- Publicité -
Accueil Changements à la barre des bateaux français

    Changements à la barre des bateaux français

    Flotte à Cascaïs
    Flotte à Cascaïs

    Après une matinée légèrement nuageuse à Cascais, le plafond doit se lever. Un vent modéré de Nord-Nord Ouest de 5 à 10 nœuds est annoncé avec, comme hier, des bouffes et une certaine instabilité à gérer pour les équipages. Le coup d’envoi de l’ultime régate en flotte de cet America’s Cup World Series Cascais débute aujourd’hui à 15h, heure locale, 16h, heure de Paris.

    Changements à la barre des deux bateaux français aujourd’hui. Alain Gautier cède la barre d’Aleph à Bertrand Pacé pour la régate en flotte. Bertrand n’était pas à bord vendredi. Le skipper qui tactique et règle l’aile, avait laissé sa place à un régleur plus physique en la personne d’Arnaud Psarofaghis. Le barreur Alain Gautier confiait en fin de semaine ne pas être "particulièrement attaché à la barre. Le projet débute alors j’assure ce rôle mais moi, ce qui m’intéresse le plus, c’est le design."
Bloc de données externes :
use std::fs;
use std::path::PathBuf;
use std::process;

use bww::{import_with_config, to_json, ImportConfig, ImportError};
use clap::Parser;
use tracing_subscriber::EnvFilter;

/// Convert a BWW bagpipe tune into the saved score format (JSON).
#[derive(Parser, Debug)]
#[command(name = "bww", version, about)]
struct Args {
    /// BWW file to import
    input: PathBuf,

    /// Write JSON here instead of stdout
    #[arg(short, long)]
    output: Option<PathBuf>,

    /// YAML import configuration
    #[arg(long)]
    config: Option<PathBuf>,

    /// Only write the score, without warnings and text boxes
    #[arg(long)]
    score_only: bool,

    /// Single-line JSON
    #[arg(long)]
    compact: bool,

    /// More logging (-v info, -vv debug, -vvv trace)
    #[arg(short, long, action = clap::ArgAction::Count)]
    verbose: u8,
}

fn main() {
    let args = Args::parse();
    init_logging(args.verbose);

    if let Err(e) = run(&args) {
        eprintln!("Import failed: {}", e);
        process::exit(1);
    }
}

fn init_logging(verbose: u8) {
    let level = match verbose {
        0 => "warn",
        1 => "info",
        2 => "debug",
        _ => "trace",
    };
    let filter = EnvFilter::try_from_default_env().unwrap_or_else(|_| EnvFilter::new(level));
    tracing_subscriber::fmt()
        .with_env_filter(filter)
        .with_writer(std::io::stderr)
        .with_target(false)
        .init();
}

fn run(args: &Args) -> Result<(), ImportError> {
    let config = match &args.config {
        Some(path) => ImportConfig::from_path(path)?,
        None => ImportConfig::default(),
    };

    let source = fs::read_to_string(&args.input)?;
    let parsed = import_with_config(&source, &config)?;

    let pretty = !args.compact;
    let json = if args.score_only {
        to_json(&parsed.score, pretty)?
    } else {
        to_json(&parsed, pretty)?
    };

    match &args.output {
        Some(path) => {
            fs::write(path, &json)?;
            eprintln!("Wrote score to {}", path.display());
        }
        None => println!("{}", json),
    }
    Ok(())
}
    Quant à Energy Team, Loïck Peyron, qui est parti à Cowes afin de prendre le départ de la Fastnet Race sur le multi Banque Populaire, il laisse la barre de l’AC45 tricolore à Yann Guichard, qui lui vient d’arriver de Cowes après une semaine avec Alinghi dans l’étape britannique des Extreme Sailing Series.

    Yann Guichard : "Je suis déjà super content d’être là, mais j’arrive avec toute l’humilité possible pour remplacer Loïck à la barre d’Energy Team. J’aime bien la pression, alors je ne me sens pas particulièrement inhibé. Le départ au reaching, c’est un peu nouveau, mais j’en ai fait un peu en Extrême 40. Là, le bateau est puissant et les teams ont l’air un peu plus agressifs sur la ligne, donc il va falloir se battre. Maintenant, il n ‘y a qu’une manche, donc tout est possible. On va s’entraîner à partir de 13h00, pour travailler les phases de départ, trouver des petits feeling, renforcer la cohésion avec l’équipage, prendre mes marques car je ne barre pas comme Loïck donc il faut que je me cale bien avec l’équipage. Et puis, on va essayer de définir une position sur la ligne, comment on veut être par rapport aux adversaires. Maintenant on voit bien qu’il y deux bateaux qui se détachent, Oracle de Spithill et Team New Zealand de Dean Barker, c’est clair qu’ils vont très vite, maintenant sur une seule manche tout est possible. Personne n’est à l’abri de faire une faute ou de prendre une pénalité. Tout se joue sur une journée, c’est ce qui fait le charme de ce qui va se passer aujourd’hui sur le plan d’eau".